明治大学バイオリソース研究国際インスティテュート(代表=長嶋比呂志農学部教授)はこのほど、「ひざ軟骨再生医療」の一般化に欠かすことのできない細胞シートを、必要な時にすぐに使えるよう常にストックしておく保存法「新規ガラス化凍結法」の開発に成功した。また、同研究所に所属する東海大学医学部の佐藤正人教授が、世界初となる細胞シートを使ったひざ軟骨再生治療の安全性を確認する臨床研究を行い、治療を受けた4人全員が、一般生活に復帰するという目覚ましい成果を挙げた。

このことは、テレビ朝日系列の『報道ステーション』でも、ひざ軟骨再生医療の最前線特集として7月4日に放映され、現代病ともいえる、ひざの痛み「変形性膝関節症」に苦しむ人々への朗報として、世間の耳目を今なお集めている。

加齢やケガにより、ひざ軟骨が擦り減る「変形性膝関節症」の有病者数は、超高齢化社会を迎えた日本では推定2530万人(東大22世紀医療センター調べ)。外科的な治療も行われているものの、これまで有効な治療法はなく、体重を減らしたり、ひざに溜まった水を抜いたりする対処療法が中心となっていた。

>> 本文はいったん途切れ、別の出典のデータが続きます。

//! Authorization server discovery.
//!
//! An account's PDS names its authorization server in
//! `/.well-known/oauth-protected-resource`; the server's own metadata lives at
//! `/.well-known/oauth-authorization-server`. Redirects always go to the
//! server found this way, never to whatever resolved the handle.

use std::future::Future;

use bobbin_common::http_client::HttpClient;
use bobbin_common::types::{AtIdentifier, Did};
use bobbin_identity::BobbinResolver;
use bobbin_identity::resolver::{IdentityError, IdentityResolver, ResolvedIdentity};
use http::{Request, StatusCode};
use serde::de::DeserializeOwned;
use smol_str::{SmolStr, format_smolstr};
use url::Url;

use crate::types::{OAuthAuthorizationServerMetadata, OAuthProtectedResourceMetadata};

/// Compare two issuer strings strictly but without spuriously failing on trivial differences.
///
/// Rules:
/// - Schemes must match exactly.
/// - Hostnames and effective ports must match (treat missing port the same as default port).
/// - Path must match, except that an empty path and `/` are equivalent.
/// - Query/fragment are not considered; if present on either side, the comparison fails.
pub fn issuer_equivalent(a: &str, b: &str) -> bool {
    fn normalize(url: &Url) -> Option<(&str, &str, u16, &str)> {
        if url.query().is_some() || url.fragment().is_some() {
            return None;
        }
        let path = match url.path() {
            "" => "/",
            other => other,
        };
        Some((
            url.scheme(),
            url.host_str()?,
            url.port_or_known_default()?,
            path,
        ))
    }

    match (Url::parse(a), Url::parse(b)) {
        (Ok(ua), Ok(ub)) => match (normalize(&ua), normalize(&ub)) {
            (Some(na), Some(nb)) => na == nb,
            _ => false,
        },
        _ => a == b,
    }
}

#[derive(thiserror::Error, Debug, miette::Diagnostic)]
pub enum ResolverError {
    #[error(transparent)]
    #[diagnostic(transparent)]
    Identity(#[from] IdentityError),
    #[error("protected resource metadata is invalid: {0}")]
    #[diagnostic(
        code(bobbin_oauth::resolver::protected_resource_metadata),
        help("the PDS must name exactly one authorization server")
    )]
    ProtectedResourceMetadata(SmolStr),
    #[error("authorization server metadata is invalid: {0}")]
    #[diagnostic(code(bobbin_oauth::resolver::authorization_server_metadata))]
    AuthorizationServerMetadata(SmolStr),
    #[error("issuer mismatch: expected {expected}, account is served by {found}")]
    #[diagnostic(
        code(bobbin_oauth::resolver::issuer_mismatch),
        help("the account's PDS no longer delegates to this authorization server")
    )]
    IssuerMismatch { expected: SmolStr, found: SmolStr },
    #[error("not a service URL: {0}")]
    #[diagnostic(code(bobbin_oauth::resolver::invalid_service))]
    InvalidService(SmolStr),
    #[error("transport error: {0}")]
    #[diagnostic(code(bobbin_oauth::resolver::transport))]
    Transport(#[source] Box<dyn std::error::Error + Send + Sync>),
    #[error("http status: {0}")]
    #[diagnostic(code(bobbin_oauth::resolver::http_status))]
    HttpStatus(StatusCode),
    #[error(transparent)]
    #[diagnostic(code(bobbin_oauth::resolver::http_build))]
    HttpBuild(#[from] http::Error),
    #[error(transparent)]
    #[diagnostic(code(bobbin_oauth::resolver::serde_json))]
    SerdeJson(#[from] serde_json::Error),
    #[error(transparent)]
    #[diagnostic(code(bobbin_oauth::resolver::url))]
    Uri(#[from] url::ParseError),
}

impl ResolverError {
    /// True when the failure came from the network and may go away on retry.
    pub fn is_transient(&self) -> bool {
        match self {
            Self::Identity(e) => e.is_transient(),
            Self::Transport(_) => true,
            Self::HttpStatus(s) => s.is_server_error() || *s == StatusCode::TOO_MANY_REQUESTS,
            _ => false,
        }
    }
}

async fn get_json<T, O>(client: &T, url: &Url) -> Result<O, ResolverError>
where
    T: HttpClient + ?Sized,
    O: DeserializeOwned,
{
    let req = Request::builder()
        .uri(url.as_str())
        .header(http::header::ACCEPT, "application/json")
        .body(Vec::new())?;
    let res = client
        .send_http(req)
        .await
        .map_err(|e| ResolverError::Transport(Box::new(e)))?;
    if res.status() != StatusCode::OK {
        return Err(ResolverError::HttpStatus(res.status()));
    }
    Ok(serde_json::from_slice(res.body())?)
}

/// Fetch `/.well-known/oauth-authorization-server` for `server`.
#[cfg_attr(feature = "tracing", tracing::instrument(level = "debug", skip_all, fields(server = %server)))]
pub async fn resolve_authorization_server<T: HttpClient + ?Sized>(
    client: &T,
    server: &Url,
) -> Result<OAuthAuthorizationServerMetadata, ResolverError> {
    let url = server.join("/.well-known/oauth-authorization-server")?;
    let metadata: OAuthAuthorizationServerMetadata = get_json(client, &url).await?;
    // https://datatracker.ietf.org/doc/html/rfc8414#section-3.3
    if !issuer_equivalent(&metadata.issuer, server.as_str()) {
        return Err(ResolverError::AuthorizationServerMetadata(format_smolstr!(
            "invalid issuer: {}",
            metadata.issuer
        )));
    }
    Ok(metadata)
}

/// Fetch `/.well-known/oauth-protected-resource` for `server`.
#[cfg_attr(feature = "tracing", tracing::instrument(level = "debug", skip_all, fields(server = %server)))]
pub async fn resolve_protected_resource_info<T: HttpClient + ?Sized>(
    client: &T,
    server: &Url,
) -> Result<OAuthProtectedResourceMetadata, ResolverError> {
    let url = server.join("/.well-known/oauth-protected-resource")?;
    let mut metadata: OAuthProtectedResourceMetadata = get_json(client, &url).await?;
    if !issuer_equivalent(&metadata.resource, server.as_str()) {
        return Err(ResolverError::ProtectedResourceMetadata(format_smolstr!(
            "invalid resource: {}",
            metadata.resource
        )));
    }
    metadata.resource = server.as_str().into();
    Ok(metadata)
}

async fn get_authorization_server_metadata_impl<T: HttpClient + Sync + ?Sized>(
    client: &T,
    issuer: &Url,
) -> Result<OAuthAuthorizationServerMetadata, ResolverError> {
    let mut md = resolve_authorization_server(client, issuer).await?;
    // Normalize issuer string to the input URL representation to avoid slash quirks
    md.issuer = issuer.as_str().into();
    Ok(md)
}

async fn get_resource_server_metadata_impl<T: OAuthResolver + Sync + ?Sized>(
    resolver: &T,
    pds: &Url,
) -> Result<OAuthAuthorizationServerMetadata, ResolverError> {
    let rs_metadata = resolve_protected_resource_info(resolver, pds).await?;
    // ATPROTO requires one, and only one, authorization server entry
    let issuer = match rs_metadata.authorization_servers.as_deref() {
        Some([issuer]) => Url::parse(issuer)?,
        Some([_, _, ..]) => {
            return Err(ResolverError::ProtectedResourceMetadata(format_smolstr!(
                "unable to determine authorization server for PDS: {pds}"
            )));
        }
        _ => {
            return Err(ResolverError::ProtectedResourceMetadata(format_smolstr!(
                "no authorization server found for PDS: {pds}"
            )));
        }
    };
    let as_metadata = resolver.get_authorization_server_metadata(&issuer).await?;
    // https://datatracker.ietf.org/doc/html/draft-ietf-oauth-resource-metadata-08#name-authorization-server-metada
    if let Some(protected_resources) = &as_metadata.protected_resources {
        if !protected_resources
            .iter()
            .any(|r| issuer_equivalent(r, &rs_metadata.resource))
        {
            return Err(ResolverError::AuthorizationServerMetadata(format_smolstr!(
                "pds {pds} is not protected by issuer {issuer}"
            )));
        }
    }
    Ok(as_metadata)
}

async fn resolve_from_service_impl<T: OAuthResolver + Sync + ?Sized>(
    resolver: &T,
    input: &Url,
) -> Result<OAuthAuthorizationServerMetadata, ResolverError> {
    // Assume first that input is a PDS URL (as required by ATPROTO)
    match resolver.get_resource_server_metadata(input).await {
        Ok(metadata) => Ok(metadata),
        Err(e) if e.is_transient() => Err(e),
        Err(_e) => {
            #[cfg(feature = "tracing")]
            tracing::debug!(service = %input, error = %_e, "no usable protected resource metadata, trying service as issuer");
            // PDS that is its own authorization server, or an entryway
            resolver.get_authorization_server_metadata(input).await
        }
    }
}

async fn resolve_from_identity_impl<T: OAuthResolver + Sync + ?Sized>(
    resolver: &T,
    ident: &AtIdentifier,
) -> Result<(OAuthAuthorizationServerMetadata, ResolvedIdentity), ResolverError> {
    let identity = resolver.resolve(ident).await?;
    let metadata = resolver.resolve_from_service(&identity.pds_url).await?;
    Ok((metadata, identity))
}

async fn verify_issuer_impl<T: OAuthResolver + Sync + ?Sized>(
    resolver: &T,
    issuer: &str,
    sub: &Did,
) -> Result<ResolvedIdentity, ResolverError> {
    let (metadata, identity) = resolver
        .resolve_from_identity(&AtIdentifier::Did(sub.clone()))
        .await?;
    if !issuer_equivalent(&metadata.issuer, issuer) {
        return Err(ResolverError::IssuerMismatch {
            expected: issuer.into(),
            found: metadata.issuer,
        });
    }
    Ok(identity)
}

/// Identity resolution plus OAuth discovery over the same HTTP client.
pub trait OAuthResolver: IdentityResolver + HttpClient {
    /// Check that `sub` really is served by `issuer`.
    ///
    /// Token responses are only trusted once this passes; it runs after every
    /// code exchange and before every refresh.
    fn verify_issuer(
        &self,
        issuer: &str,
        sub: &Did,
    ) -> impl Future<Output = Result<ResolvedIdentity, ResolverError>> + Send
    where
        Self: Sync,
    {
        verify_issuer_impl(self, issuer, sub)
    }

    fn resolve_from_service(
        &self,
        input: &Url,
    ) -> impl Future<Output = Result<OAuthAuthorizationServerMetadata, ResolverError>> + Send
    where
        Self: Sync,
    {
        resolve_from_service_impl(self, input)
    }

    fn resolve_from_identity(
        &self,
        ident: &AtIdentifier,
    ) -> impl Future<
        Output = Result<(OAuthAuthorizationServerMetadata, ResolvedIdentity), ResolverError>,
    > + Send
    where
        Self: Sync,
    {
        resolve_from_identity_impl(self, ident)
    }

    fn get_authorization_server_metadata(
        &self,
        issuer: &Url,
    ) -> impl Future<Output = Result<OAuthAuthorizationServerMetadata, ResolverError>> + Send
    where
        Self: Sync,
    {
        get_authorization_server_metadata_impl(self, issuer)
    }

    fn get_resource_server_metadata(
        &self,
        pds: &Url,
    ) -> impl Future<Output = Result<OAuthAuthorizationServerMetadata, ResolverError>> + Send
    where
        Self: Sync,
    {
        get_resource_server_metadata_impl(self, pds)
    }
}

impl<C: HttpClient + Send + Sync> OAuthResolver for BobbinResolver<C> {}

今回、本学のバイオリソース研究国際インスティテュートを起点にさまざまな研究成果が結集。ひざ軟骨を再生させる医療、根本治癒を目指すという、治療の一般化に向けての大きな前進となった。

ひざ軟骨再生治療のおおまかな流れ

  1. ひざの軟骨と滑膜(かつまく)の組織から細胞を取り出し、軟骨と滑膜の細胞を一緒に培養。直径2.4㎝・厚さ0.2mmの軟骨細胞シートを複数枚作る
  2. 手術で、軟骨が擦り減ってしまった部分に軟骨細胞シートを重ねて貼る
  3. 術後、細胞シートから特殊なタンパク質が出続けて軟骨が再生するとともに、リハビリを経て、数カ月かけて痛みのない一般生活に復帰する
この成果について長嶋教授は、「私たちが農学で培った研究の成果が、人の健康とか、安心というライフサイエンス分野で、患者さんたちの役に立てれば嬉しい限りだ」と述べた上で、治療の一般化への課題として、「今後は、医療用にパッケージ化することや、機械メーカーなどとの連携によるシステム化が必要だ」とした。

佐藤教授は、「軟骨は、輸血や臓器移植の際に見られるような拒絶反応が起きない。細胞シートの大量生産と保存する方法が確立されれば、治療の一般化に向けて弾みがつく。寝たきりを防ぎ、自分の足で、ひざで歩ける健康寿命を延ばしていきたい」と意気込みを語った。

ガラス化凍結法

細胞シートに特殊な溶液をしみ込ませて液体窒素の蒸気(-120~-140℃)を当てて凍結させる方法。これにより、破れやすい細胞シートを長期間保存できるようになった。